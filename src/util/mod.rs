// src/util/mod.rs
pub mod markup;
pub mod testing;
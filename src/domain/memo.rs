// src/domain/memo.rs
use serde::{Deserialize, Deserializer, Serialize};

/// Separator between tag labels inside `Memo::tags`.
pub const TAG_SEPARATOR: char = ';';

/// A memo record as served by the memo service.
///
/// The server owns the record; a `Memo` on this side is a snapshot taken for
/// rendering or for pre-filling the edit form.
#[derive(Debug, Clone, Default, PartialEq, Eq, Serialize, Deserialize)]
pub struct Memo {
    #[serde(default, deserialize_with = "null_as_default")]
    pub id: i64,
    #[serde(default, deserialize_with = "null_as_default")]
    pub title: String,
    #[serde(default, deserialize_with = "null_as_default")]
    pub description: String,
    #[serde(default, deserialize_with = "null_as_default")]
    pub tags: String,
    #[serde(default, deserialize_with = "null_as_default")]
    pub image: String,
}

/// Request body for create (POST) and full-record replace (PUT).
#[derive(Debug, Clone, Default, PartialEq, Eq, Serialize, Deserialize)]
pub struct MemoFields {
    pub title: String,
    pub description: String,
    pub tags: String,
    pub image: String,
}

impl Memo {
    /// Blank memo used when the create form is opened.
    pub fn draft() -> Self {
        Self::default()
    }

    /// A memo without a server-assigned id has never been saved.
    pub fn is_draft(&self) -> bool {
        self.id == 0
    }

    /// Tag labels in order, skipping empty segments.
    ///
    /// A label that itself contains `;` cannot be represented and is split.
    pub fn tag_list(&self) -> Vec<&str> {
        split_tags(&self.tags)
    }

    pub fn fields(&self) -> MemoFields {
        MemoFields {
            title: self.title.clone(),
            description: self.description.clone(),
            tags: self.tags.clone(),
            image: self.image.clone(),
        }
    }

    pub fn with_fields(id: i64, fields: MemoFields) -> Self {
        Self {
            id,
            title: fields.title,
            description: fields.description,
            tags: fields.tags,
            image: fields.image,
        }
    }
}

pub fn split_tags(tags: &str) -> Vec<&str> {
    tags.split(TAG_SEPARATOR)
        .filter(|segment| !segment.is_empty())
        .collect()
}

// The service sends `null` for fields that were never filled in.
fn null_as_default<'de, D, T>(deserializer: D) -> Result<T, D::Error>
where
    D: Deserializer<'de>,
    T: Deserialize<'de> + Default,
{
    Ok(Option::<T>::deserialize(deserializer)?.unwrap_or_default())
}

● Work order: How many of the lines in the records include the string "struct"? Reply with the number alone.

● Exercise answer: 2